Qualcuno, per la verità, ha iniziato a vedere quest’albero con occhi diversi. In fondo l’ailanto è albero dal portamento fiero, con lunghe ombrose foglie, simili a felci; in estate sfoggia ciuffi penduli e persistenti di samare rosse. Le sue radici possono essere utili nel contenimento di pendii franosi e scarpate ferroviarie.

 

Identificazione sistematica.

Divisione: Angiosperme

Classe: Dicotyledones

Ordine: Terebinthales

Famiglia: Simarubacee 

Origine e Diffusione. È una pianta orientale originaria della Cina, introdotta in Europa alcuni secoli fa si è presto adattata e naturalizzata. 

Dimensione e portamento. Essenza legnosa a portamento arboreo, con chioma alta, espansa, piuttosto irregolare. Raggiunge altezze di 20-30 metri. 

Tronco e corteccia. Albero a fusto diritto e alto, si ramifica e si divide anche nella parte alta formando una chioma molto espansa e compatta. La scorsa è liscia e grigiastra nelle piante giovani, diventa rugosa e brunastra con deboli fessurazioni longitudinali chiare nei vecchi esemplari. I rami sono fragili e lunghi; alla base tende a formare molti polloni infestanti. 

Foglie, gemme e rametti. L’Ailanto ha foglie caduche di tipo composto imparipennato, molto lunghe (fino a 40-70 centimetri) vagamente somiglianti a quelle del Noce nero. La foglia composta è formata da 13-31 singole foglioline con lamina ovata-lanceolata, più o meno ellittica, di 4-6 centimetri con apice acuto; il margine è intero nella parte mediana ed apicale, mentre è brevemente dentato nella parte basale. Le foglie sono color verde chiaro (con sfumature grigiastre nella pagina inferiore) e vellutate al tatto. Le foglie dei giovani germogli presentano tipiche sfumature rossastre. Per la presenza di formazioni ghiandolari, alla base della lamina, emanano odore sgradevole. I giovani rami sono brunastri e molto fragili. 

Strutture riproduttive. Albero generalmente dioico con fiori unisessuali, separati in piante diverse. I singoli fiori sono riuniti in infiorescenze a pannocchia terminali, lunghe 15-25 centimetri; la loro parte vessillare è insignificante, di color bianco-verdastro con sfumature rossastre. Non ci sono particolari differenze morfologiche fra l’infiorescenza femminile e quella maschile. La fioritura avviene a giugno-luglio. I frutti sono rappresentati da delle samare (acheni alati) affusolate simili a quelle del Frassino, lunghe 3-6 centimetri e contorte, riunite in grappoli penduli e persistenti. 

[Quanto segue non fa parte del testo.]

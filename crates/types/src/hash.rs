//! Content digests.

use serde::de::Error as _;
use serde::{Deserialize, Deserializer, Serialize, Serializer};
use sha2::{Digest, Sha256};
use std::fmt;

/// Error decoding a hash from a hex string.
#[derive(Debug, Clone, PartialEq, Eq, thiserror::Error)]
pub enum HexError {
    /// The string was not valid hex.
    #[error("invalid hex: {0}")]
    InvalidHex(String),
    /// The decoded bytes had the wrong length.
    #[error("expected {expected} bytes, got {actual}")]
    WrongLength { expected: usize, actual: usize },
}

/// A 32-byte content digest.
///
/// Used as the block identifier and as the digest field of consensus
/// messages. Equality of digests is what the protocol agrees on.
#[derive(Clone, Copy, PartialEq, Eq, PartialOrd, Ord, Hash)]
pub struct Hash([u8; 32]);

impl Hash {
    /// The all-zero hash. Used as the previous-block identifier of genesis.
    pub const ZERO: Hash = Hash([0u8; 32]);

    /// Hash arbitrary bytes with SHA-256.
    pub fn of(data: &[u8]) -> Self {
        let digest = Sha256::digest(data);
        let mut bytes = [0u8; 32];
        bytes.copy_from_slice(&digest);
        Hash(bytes)
    }

    /// Construct from raw bytes.
    pub fn from_bytes(bytes: [u8; 32]) -> Self {
        Hash(bytes)
    }

    /// Get the raw bytes.
    pub fn as_bytes(&self) -> &[u8; 32] {
        &self.0
    }

    /// Parse from a hex string.
    pub fn from_hex(s: &str) -> Result<Self, HexError> {
        let bytes = hex::decode(s).map_err(|e| HexError::InvalidHex(e.to_string()))?;
        if bytes.len() != 32 {
            return Err(HexError::WrongLength {
                expected: 32,
                actual: bytes.len(),
            });
        }
        let mut out = [0u8; 32];
        out.copy_from_slice(&bytes);
        Ok(Hash(out))
    }
}

impl fmt::Display for Hash {
    fn fmt(&self, f: &mut fmt::Formatter<'_>) -> fmt::Result {
        write!(f, "{}", hex::encode(self.0))
    }
}

impl fmt::Debug for Hash {
    fn fmt(&self, f: &mut fmt::Formatter<'_>) -> fmt::Result {
        // Short form for logs; full digest available via Display.
        write!(f, "Hash({}..)", &hex::encode(self.0)[..8])
    }
}

impl Serialize for Hash {
    fn serialize<S: Serializer>(&self, serializer: S) -> Result<S::Ok, S::Error> {
        serializer.serialize_str(&hex::encode(self.0))
    }
}

impl<'de> Deserialize<'de> for Hash {
    fn deserialize<D: Deserializer<'de>>(deserializer: D) -> Result<Self, D::Error> {
        let s = String::deserialize(deserializer)?;
        Hash::from_hex(&s).map_err(D::Error::custom)
    }
}

#[cfg(test)]
mod tests {
    use super::*;

    #[test]
    fn test_hash_of_is_deterministic() {
        assert_eq!(Hash::of(b"block"), Hash::of(b"block"));
        assert_ne!(Hash::of(b"block"), Hash::of(b"other"));
    }

    #[test]
    fn test_hex_round_trip() {
        let h = Hash::of(b"abc");
        let parsed = Hash::from_hex(&h.to_string()).unwrap();
        assert_eq!(h, parsed);
    }

    #[test]
    fn test_from_hex_rejects_bad_input() {
        assert!(matches!(
            Hash::from_hex("zz"),
            Err(HexError::InvalidHex(_))
        ));
        assert!(matches!(
            Hash::from_hex("abcd"),
            Err(HexError::WrongLength {
                expected: 32,
                actual: 2
            })
        ));
    }

    #[test]
    fn test_serde_as_hex_string() {
        let h = Hash::of(b"abc");
        let json = serde_json::to_string(&h).unwrap();
        assert_eq!(json, format!("\"{}\"", h));
        let back: Hash = serde_json::from_str(&json).unwrap();
        assert_eq!(h, back);
    }
}
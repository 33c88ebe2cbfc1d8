//! Production runner with async I/O.
//!
//! Wraps the deterministic state machine with real-world concerns:
//!
//! - Events arrive on a tokio mpsc channel and are handled one at a time by
//!   a single task that owns the state machine (no locks)
//! - Timers are a deadline table the event loop sleeps against
//! - Accepted messages are persisted (memory or JSON-lines file) before
//!   they are broadcast, so a restart cannot equivocate
//! - On-chain settings are fetched with exponential backoff and fed in as
//!   ordinary events
//!
//! Transport and ledger integration stay behind [`ConsensusService`]; this
//! crate does not pick a network stack.

pub mod backoff;
pub mod runner;
pub mod settings;
pub mod storage;
pub mod telemetry;
pub mod timers;

pub use backoff::retry_until_ok;
pub use runner::{ConsensusService, ProductionRunner, RunnerError, RunnerHandle, ShutdownHandle};
pub use settings::{fetch_settings, parse_settings, SettingsError, SettingsSource};
pub use storage::{open_store, DiskLogStore, LogStore, MemoryLogStore, StorageError};
pub use timers::Timers;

Note caratteristiche. L’Ailanto è una pianta estremamente rustica e adattabile a numerose e diverse condizioni pedo-climatiche, colonizza molto facilmente le zone marginali e incolte, dove forma ben presto vere e proprie macchie e boscaglie, data la sua caratteristica di emettere molti polloni. Nonostante sia tipica di areali caldi manifesta un’ottima tolleranza al gelo. L’Ailanto è una pianta ad elevata competitività e capacità colonizzatrice, per cui, in certi ambienti, diventa sgradita ed infestante (anche per il suo odore disgustoso). È una pianta estremamente resistente all’inquinamento e alle avversità, per questo impiegata per formare aree verdi in ambienti urbani difficili o in zone marginali, che altre piante avrebbero difficoltà a colonizzare.